Where in the entries below does "character" appear? Copy every line that has it.

Supplied material START

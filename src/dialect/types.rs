use std::fmt;
use std::sync::OnceLock;

use regex::Regex;

use super::Dialect;
use crate::errors::DbError;
use crate::models::schema::ColumnType;

/// A native type name (lower case) and the limit it renders with, if any.
#[derive(Debug, Clone, PartialEq, Eq)]
pub struct NativeType {
    pub name: String,
    pub limit: Option<u32>,
}

impl NativeType {
    fn new(name: &str, limit: Option<u32>) -> Self {
        Self {
            name: name.to_string(),
            limit,
        }
    }
}

impl fmt::Display for NativeType {
    fn fmt(&self, f: &mut fmt::Formatter<'_>) -> fmt::Result {
        match self.limit {
            Some(limit) => write!(f, "{}({})", self.name, limit),
            None => f.write_str(&self.name),
        }
    }
}

/// The abstract reading of a native column type.
#[derive(Debug, Clone, PartialEq, Eq)]
pub struct ParsedType {
    pub column_type: ColumnType,
    pub limit: Option<u32>,
    pub precision: Option<u32>,
    pub scale: Option<u32>,
    pub unsigned: bool,
}

impl ParsedType {
    fn new(column_type: ColumnType) -> Self {
        Self {
            column_type,
            limit: None,
            precision: None,
            scale: None,
            unsigned: false,
        }
    }

    fn limit(mut self, limit: Option<u32>) -> Self {
        self.limit = limit;
        self
    }
}

fn native_pattern() -> Option<&'static Regex> {
    static PATTERN: OnceLock<Option<Regex>> = OnceLock::new();
    PATTERN
        .get_or_init(|| Regex::new(r"^(\w+)(?:\((\d+)?(?:\s*,\s*(\d+))?\))?\s*(.*)$").ok())
        .as_ref()
}

/// Drops a limit that merely restates the dialect default.
fn normalized(limit: Option<u32>, default: u32) -> Option<u32> {
    limit.filter(|value| *value != default)
}

/// Maps abstract column types to native ones and back for one dialect.
#[derive(Debug, Clone, Copy)]
pub struct TypeMapper {
    dialect: Dialect,
}

impl TypeMapper {
    pub fn new(dialect: Dialect) -> Self {
        Self { dialect }
    }

    pub fn dialect(&self) -> Dialect {
        self.dialect
    }

    /// Abstract types this dialect can store.
    pub fn column_types(&self) -> Vec<ColumnType> {
        ColumnType::ALL
            .into_iter()
            .filter(|ty| self.to_native(*ty, None).is_ok())
            .collect()
    }

    pub fn to_native(&self, column_type: ColumnType, limit: Option<u32>) -> Result<NativeType, DbError> {
        match self.dialect {
            Dialect::MySql => self.to_mysql(column_type, limit),
            Dialect::Postgres => self.to_postgres(column_type, limit),
            Dialect::Sqlite => self.to_sqlite(column_type, limit),
        }
    }

    fn unsupported(&self, column_type: ColumnType) -> DbError {
        DbError::UnsupportedType(format!("{} ({})", column_type, self.dialect))
    }

    fn to_mysql(&self, column_type: ColumnType, limit: Option<u32>) -> Result<NativeType, DbError> {
        let native = match column_type {
            ColumnType::String => NativeType::new("varchar", limit.or(Some(255))),
            ColumnType::Char => NativeType::new("char", limit.or(Some(255))),
            ColumnType::Text => NativeType::new("text", limit),
            ColumnType::Integer => NativeType::new("int", limit.or(Some(11))),
            ColumnType::BigInteger => NativeType::new("bigint", limit.or(Some(20))),
            ColumnType::Float => NativeType::new("float", limit),
            ColumnType::Decimal => NativeType::new("decimal", limit),
            ColumnType::DateTime => NativeType::new("datetime", limit),
            ColumnType::Timestamp => NativeType::new("timestamp", limit),
            ColumnType::Time => NativeType::new("time", limit),
            ColumnType::Date => NativeType::new("date", limit),
            ColumnType::Binary => NativeType::new("blob", limit),
            ColumnType::Boolean => NativeType::new("tinyint", limit.or(Some(1))),
            ColumnType::Geometry => NativeType::new("geometry", limit),
            ColumnType::Point => NativeType::new("point", limit),
            ColumnType::LineString => NativeType::new("linestring", limit),
            ColumnType::Polygon => NativeType::new("polygon", limit),
        };
        Ok(native)
    }

    // Only character types carry a length; integers never have a display width.
    fn to_postgres(&self, column_type: ColumnType, limit: Option<u32>) -> Result<NativeType, DbError> {
        let native = match column_type {
            ColumnType::String => NativeType::new("varchar", limit.or(Some(255))),
            ColumnType::Char => NativeType::new("char", limit.or(Some(255))),
            ColumnType::Text => NativeType::new("text", None),
            ColumnType::Integer => NativeType::new("integer", None),
            ColumnType::BigInteger => NativeType::new("bigint", None),
            ColumnType::Float => NativeType::new("real", None),
            ColumnType::Decimal => NativeType::new("decimal", None),
            ColumnType::DateTime | ColumnType::Timestamp => NativeType::new("timestamp", None),
            ColumnType::Time => NativeType::new("time", None),
            ColumnType::Date => NativeType::new("date", None),
            ColumnType::Binary => NativeType::new("bytea", None),
            ColumnType::Boolean => NativeType::new("boolean", None),
            ColumnType::Point => NativeType::new("point", None),
            ColumnType::LineString => NativeType::new("path", None),
            ColumnType::Polygon => NativeType::new("polygon", None),
            ColumnType::Geometry => return Err(self.unsupported(column_type)),
        };
        Ok(native)
    }

    fn to_sqlite(&self, column_type: ColumnType, limit: Option<u32>) -> Result<NativeType, DbError> {
        let native = match column_type {
            ColumnType::String => NativeType::new("varchar", limit.or(Some(255))),
            ColumnType::Char => NativeType::new("char", limit.or(Some(255))),
            ColumnType::Text => NativeType::new("text", None),
            ColumnType::Integer => NativeType::new("integer", None),
            ColumnType::BigInteger => NativeType::new("bigint", None),
            ColumnType::Float => NativeType::new("float", None),
            ColumnType::Decimal => NativeType::new("decimal", None),
            ColumnType::DateTime => NativeType::new("datetime", None),
            ColumnType::Timestamp => NativeType::new("timestamp", None),
            ColumnType::Time => NativeType::new("time", None),
            ColumnType::Date => NativeType::new("date", None),
            ColumnType::Binary => NativeType::new("blob", None),
            ColumnType::Boolean => NativeType::new("boolean", None),
            ColumnType::Geometry
            | ColumnType::Point
            | ColumnType::LineString
            | ColumnType::Polygon => return Err(self.unsupported(column_type)),
        };
        Ok(native)
    }

    /// Parses a catalog type such as `int(10) unsigned` or `decimal(10,2)`.
    pub fn from_native(&self, definition: &str) -> Result<ParsedType, DbError> {
        let lowered = definition.trim().to_ascii_lowercase();
        let lowered = match self.dialect {
            Dialect::Postgres => postgres_aliases(&lowered),
            _ => lowered,
        };

        let captures = native_pattern()
            .and_then(|pattern| pattern.captures(&lowered))
            .ok_or_else(|| DbError::UnsupportedType(definition.to_string()))?;
        let name = captures.get(1).map(|m| m.as_str()).unwrap_or_default();
        let first = captures.get(2).and_then(|m| m.as_str().parse::<u32>().ok());
        let second = captures.get(3).and_then(|m| m.as_str().parse::<u32>().ok());
        let modifiers = captures.get(4).map(|m| m.as_str()).unwrap_or_default();

        let parsed = match self.dialect {
            Dialect::MySql => mysql_type(name, first, second),
            Dialect::Postgres => postgres_type(name, first, second),
            Dialect::Sqlite => sqlite_type(name, first, second),
        };

        parsed
            .map(|mut parsed| {
                parsed.unsigned = modifiers.split_whitespace().any(|m| m == "unsigned");
                parsed
            })
            .ok_or_else(|| DbError::UnsupportedType(definition.to_string()))
    }
}

fn fixed_point(column_type: ColumnType, precision: Option<u32>, scale: Option<u32>) -> ParsedType {
    let mut parsed = ParsedType::new(column_type);
    parsed.precision = precision;
    parsed.scale = scale;
    parsed
}

fn mysql_type(name: &str, first: Option<u32>, second: Option<u32>) -> Option<ParsedType> {
    let parsed = match name {
        "varchar" => ParsedType::new(ColumnType::String).limit(normalized(first, 255)),
        "char" => ParsedType::new(ColumnType::Char).limit(normalized(first, 255)),
        "text" | "tinytext" | "mediumtext" | "longtext" => {
            ParsedType::new(ColumnType::Text).limit(first)
        }
        "int" | "integer" | "mediumint" | "smallint" => {
            ParsedType::new(ColumnType::Integer).limit(normalized(first, 11))
        }
        "tinyint" if first == Some(1) => ParsedType::new(ColumnType::Boolean),
        "tinyint" => ParsedType::new(ColumnType::Integer).limit(first),
        "bigint" => ParsedType::new(ColumnType::BigInteger).limit(normalized(first, 20)),
        "float" | "double" | "real" => match (first, second) {
            (Some(_), Some(_)) => fixed_point(ColumnType::Float, first, second),
            _ => ParsedType::new(ColumnType::Float).limit(first),
        },
        "decimal" | "numeric" => fixed_point(ColumnType::Decimal, first, second),
        "datetime" => ParsedType::new(ColumnType::DateTime),
        "timestamp" => ParsedType::new(ColumnType::Timestamp),
        "time" => ParsedType::new(ColumnType::Time),
        "date" => ParsedType::new(ColumnType::Date),
        "blob" | "tinyblob" | "mediumblob" | "longblob" | "binary" | "varbinary" => {
            ParsedType::new(ColumnType::Binary).limit(first)
        }
        "geometry" => ParsedType::new(ColumnType::Geometry),
        "point" => ParsedType::new(ColumnType::Point),
        "linestring" => ParsedType::new(ColumnType::LineString),
        "polygon" => ParsedType::new(ColumnType::Polygon),
        _ => return None,
    };
    Some(parsed)
}

/// Rewrites multi-word PostgreSQL type names to single identifiers.
fn postgres_aliases(lowered: &str) -> String {
    const ALIASES: [(&str, &str); 4] = [
        ("character varying", "varchar"),
        ("character", "char"),
        ("double precision", "float8"),
        ("bit varying", "varbit"),
    ];
    for (long, short) in ALIASES {
        if let Some(rest) = lowered.strip_prefix(long) {
            return format!("{}{}", short, rest);
        }
    }
    lowered.to_string()
}

fn postgres_type(name: &str, first: Option<u32>, second: Option<u32>) -> Option<ParsedType> {
    let parsed = match name {
        "varchar" => ParsedType::new(ColumnType::String).limit(normalized(first, 255)),
        "char" | "bpchar" => ParsedType::new(ColumnType::Char).limit(normalized(first, 255)),
        "text" => ParsedType::new(ColumnType::Text),
        "integer" | "int" | "int4" | "smallint" | "int2" | "serial" => {
            ParsedType::new(ColumnType::Integer)
        }
        "bigint" | "int8" | "bigserial" => ParsedType::new(ColumnType::BigInteger),
        "real" | "float4" | "float8" | "float" | "double" => ParsedType::new(ColumnType::Float),
        "decimal" | "numeric" => fixed_point(ColumnType::Decimal, first, second),
        "timestamp" | "timestamptz" => ParsedType::new(ColumnType::Timestamp),
        "time" | "timetz" => ParsedType::new(ColumnType::Time),
        "date" => ParsedType::new(ColumnType::Date),
        "bytea" => ParsedType::new(ColumnType::Binary),
        "boolean" | "bool" => ParsedType::new(ColumnType::Boolean),
        "point" => ParsedType::new(ColumnType::Point),
        "path" => ParsedType::new(ColumnType::LineString),
        "polygon" => ParsedType::new(ColumnType::Polygon),
        _ => return None,
    };
    Some(parsed)
}

fn sqlite_type(name: &str, first: Option<u32>, second: Option<u32>) -> Option<ParsedType> {
    let parsed = match name {
        "varchar" => ParsedType::new(ColumnType::String).limit(normalized(first, 255)),
        "char" => ParsedType::new(ColumnType::Char).limit(normalized(first, 255)),
        "text" | "clob" => ParsedType::new(ColumnType::Text),
        "integer" | "int" => ParsedType::new(ColumnType::Integer),
        "bigint" => ParsedType::new(ColumnType::BigInteger),
        "float" | "real" | "double" => ParsedType::new(ColumnType::Float),
        "decimal" | "numeric" => fixed_point(ColumnType::Decimal, first, second),
        "datetime" => ParsedType::new(ColumnType::DateTime),
        "timestamp" => ParsedType::new(ColumnType::Timestamp),
        "time" => ParsedType::new(ColumnType::Time),
        "date" => ParsedType::new(ColumnType::Date),
        "blob" => ParsedType::new(ColumnType::Binary),
        "boolean" => ParsedType::new(ColumnType::Boolean),
        _ => return None,
    };
    Some(parsed)
}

Supplied material END

▶ **Exercise response**:
    // Only character types carry a length; integers never have a display width.
        ("character varying", "varchar"),
        ("character", "char"),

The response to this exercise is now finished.